Tuesday, August 24, 2010

Max's Kansas City--Sex, Drugs, Rockn'Roll and Steak

"Max's Kansas City: Art, Glamour, and Rock n'Roll," by Steven Kasher a book of images  with contributions of a variety of artists, writers and musicians who made the great hangout what it was, will be coming out on Sept. 15. It will cover the entire story of Max's, which was really two bars, one opened by Mickey Ruskin in 1965 as a hangout for his artist and poet friends which including Willem de Kooning, Robert Rauschenberg, Joel Oppenheimer and Andy Warhol--the other when Tony Dean Mills bought the place and reopened it in 1975  as a punk venue with booking agent Peter Crowley.

Max's had three floors--ground floor restaurant, 2nd floor bar/stage, and third floor dressing room. I saw a great interview with Debbie Harry about Max's. She was a waitress there, in its first incarnation before she made it big with "Blondie." In it she says she worked the back room, where the famous people hung out...and they never tipped her. For more early Max's stories from Ms. Harry, here is the rest of the video:

Some of the famous acts that played the early Max's were The Velvet Underground, John Lennon, and Bruce Springsteen. Moving right along, because if I hear anymore about these superstars I am going to scream... (Rolling Stone is having a special issue this month on Beatles songs. I am starting to think rock n' roll is dead. Or maybe Rolling Stone is dead.) But here is Springsteen at Max's. He's still around.

The first incarnation of Max's closed in 1974 because the art/poet crowd was starting to disperse.

The 2nd Max's opened in 1975. Here is some found film of the ground floor restaurant.

It was the kind of place where the steak was $2 and juicy; the nearly famous in the third floor dressing room didn't have waitress service;  people had sex in the bathrooms, office and phone booths; and many of the acts, including Devo, The Heartbreakers,  The Misfits, Blondie would soon make it big. Sounds like a great hangout to me. Here is some film of the Senders with Johnny Thunders of the Heartbreakers:

Max's closed due to a slow decline. The drinking age was raised, and mass transit in and out of Manhattan became sporadic after midnight.

Over the past few months, I've been racking my brain as to why I've met so many people who played in its later incarnation. Some people say it's because I like older guys. (I do.) But mainly it's because I was hanging out at the Continental in 1993-5. I think Noel, who booked bands at the Continental, was still nostalgic for Max's. And also thought he could make money on others' nostalgia for the place. The bands who had played Max's were definitely the best on the Continental's bill including: "The Waldos" (Walter Lure from the Heartbreakers, Joey Pinter from The Knots) Simon and the Bar Sinisters (Simon Chardiet from Joey Miserable and the Worms) and The Senders, who had a weekly Monday night show.

Max's Now
Max's Kansas City has reinvented itself as an online brand, maxskansascity.com, with a blog, photos, and classic t-shirt sales. The dot-com claims to have curators that keep up with the best in art, fashion and music like the nightclub, but it seems to me that reviews of new art and culture was not what Max's was about. Being surrounded by music, art, fashionable people, and people waiting and working to be discovered was the real reason to be there.

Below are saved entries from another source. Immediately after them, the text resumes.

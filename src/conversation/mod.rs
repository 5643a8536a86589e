//! Conversation state machine and session storage.

pub mod controller;
pub mod session;

pub use controller::{Controller, Effect, Outcome};
pub use session::{Session, SessionStore, Stage};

I have known fine artists my whole life, plus any number of working musicians and writers. And none of them talk about the hottest new anything, and if they do, they make fun of it. Most creative types try to outdo each other on the coolest thing no one's heard of, the technical side of their job and each other. Sorry maxs-dot-com. In my book that's a fail.

Can the Max's Phenomenon Be Recreated?
According to Billy Thompson of the Senders, people tried to replace Max's after it closed, but no one could agree on whether to hangout at Trammps or the Danceteria.  I don't think you could get more than five really creative people to agree to be regulars at the same place since.
the danceteria

 There has been some success in making nightclubs popular with the very rich and famous--just by charging a lot of money at the door and hiring the right doormen.

But I don't think that's what Max's was about. I think back then, New York was a lot less about money. I think this allowed creative people and others to hang out and be themselves together, all in one joint. Like so:

Clockwise: Outside Max's, Devo, Cherry Vanilla, unknown, Andy Warhol, Devo with David Bowie, Blondie, Cyrinda Fox, Center: The Senders with Johnny Thunders, Walter Lure of the Heartbreakers
 With thanks to Wild Bill Thompson, Bob Gruen, Jay Braun and Peter Crowley.